Moreover, each committee will decide on the mode through which their respective budget will be utilized. However, if the committees deem that cash assistance program is the best response for the needs of their sector, the budget may so be allotted with a maximum amount of PhP5,000.00, net of tax, endorsed and approved beneficiaries.
Our duty now—whether you are a member of a committee or not—is to examine this document, make clarifications, and suggest ways to make the program sustainable and cost-efficient in the light of the pandemic.

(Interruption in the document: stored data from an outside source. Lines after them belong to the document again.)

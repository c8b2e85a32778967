//! Kotak Mahindra Bank.

use crate::models::statement::{Direction, Field};
use crate::statement::descriptor::DescriptorSpec;
use crate::statement::rules::{GrammarSpec, RuleSpec};

pub(super) fn spec() -> DescriptorSpec {
    let transactions = GrammarSpec::new(
        r"(?P<date>\d{2}/\d{2}/\d{4})\s+(?P<description>.+?)\s+(?P<amount>[\d,]+\.?\d*)\s+(?P<direction>Cr|Dr)",
    )
    .marker("Cr", Direction::Credit)
    .marker("Dr", Direction::Debit);

    DescriptorSpec::new("kotak", "Kotak Mahindra Bank", transactions)
        .field(
            Field::CardNumber,
            vec![
                RuleSpec::spanning(r"Primary Card Number\s+(\d{4}\s+X+\s+X+\s+\d{4})"),
                RuleSpec::spanning(r"Card Number.*?(\d{4}\s+X+\s+X+\s+\d{4})"),
            ],
        )
        .field(
            Field::StatementDate,
            vec![
                RuleSpec::line(r"Statement Date\s+(\d{2}-\w{3}-\d{4})"),
                // generation timestamp printed in the footer
                RuleSpec::line(r"(\d{4}-\d{2}-\d{2}\s+\d{2}:\d{2}:\d{2})"),
            ],
        )
        .field(
            Field::PaymentDueDate,
            vec![
                RuleSpec::line(r"Remember to pay by\s+(\d{2}-\w{3}-\d{4})"),
                RuleSpec::line(r"pay by\s+(\d{2}-\w{3}-\d{4})"),
            ],
        )
        .field(
            Field::CreditLimit,
            vec![RuleSpec::line(r"Total Credit Limit\s+Rs\.\s*([\d,]+\.?\d*)")],
        )
        .field(
            Field::TotalAmountDue,
            vec![
                RuleSpec::line(r"Total Amount Due \(TAD\)\s+Rs\.\s*([\d,]+\.?\d*)"),
                RuleSpec::spanning(r"Total\s+Amount Due.*?Rs\.\s*([\d,]+\.?\d*)"),
            ],
        )
        .field(
            Field::MinimumAmountDue,
            vec![
                RuleSpec::line(r"Minimum Amount Due \(MAD\)\s+Rs\.\s*([\d,]+\.?\d*)"),
                RuleSpec::spanning(r"Minimum\s+Amount Due.*?Rs\.\s*([\d,]+\.?\d*)"),
            ],
        )
        .field(
            Field::PreviousBalance,
            vec![RuleSpec::line(r"Previous\s+Amount Due\s+Rs\.\s*([\d,]+\.?\d*)")],
        )
        .field(
            Field::AvailableCredit,
            vec![RuleSpec::line(r"Available Credit Limit:\s+Rs\.\s*([\d,]+\.?\d*)")],
        )
}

The creatives in other areas persist.
Online forums continue. Adolf Alix has his own #ExtendtheLove Cinema Series. It is a series of online engagement called “Actors’ Cue,” with actors discussing their craft. On May 4, it was already on its third series, focusing on Asian Actors. The listed participants were Ananda Everingham (Thailand), Nicholas Saputra (Indonesia), Rhydian Vaughan (Taiwan) and our very own Piolo Pascual. Everingham was not able to make it.
For May 6, Series 4 of the “Actors’ Cue” listed the following: Angeli Bayani, Iza Calzado, Sylvia Sanchez, Jodi Sta. Maria and Meryll Soriano.

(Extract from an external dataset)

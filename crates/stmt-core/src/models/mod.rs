//! Data models for statements, configuration and batch summaries.

pub mod config;
pub mod statement;
pub mod summary;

I notice other online activities, some of them announcing lectures on specific elements or technologies in filmmaking. This is laudable. There are some with new filmmakers discussing their craft. This is fine but we have to be careful that we should get resource speakers whose skills are vetted. Integrity is also important. Given the unusual free time available to our otherwise busy film veterans, it is best to secure the wisdom of these tested filmmakers, if our idea is to learn. If it is for mere sharing, it does not matter whether you are a fresh graduate or a one-film filmmaker.
Unusual times indeed…
From the posts of Jay Altarejos, we learn about 2076Kolektib and its efforts to uphold all arts, and use it not as vain décor but an active weapon to push agenda and fight for social reforms. It is the kind of artistic initiative that the mainstream society marginalizes as “dangerous” and “subversive.” Was it Picasso who said all art is subversive?
In its latest offering, 2076Kolektib pays tribute to GA Villafuerte who died on April 29. GA was an actor and director who did almost 100 films that were exhibited at the stand-alone cinemas in the country. For the fete, the group screens Censored Dreams, a film that shows the seamier and grittier side of indie cinema. These films may have escaped the curator’s eye when the nation was celebrating the centenary of Philippine cinema, but history and critical times do allow recrimination. Was it Luis Buñuel who said: “But that the white eye-lid of the screen reflect its proper light, the universe would go up in flames”?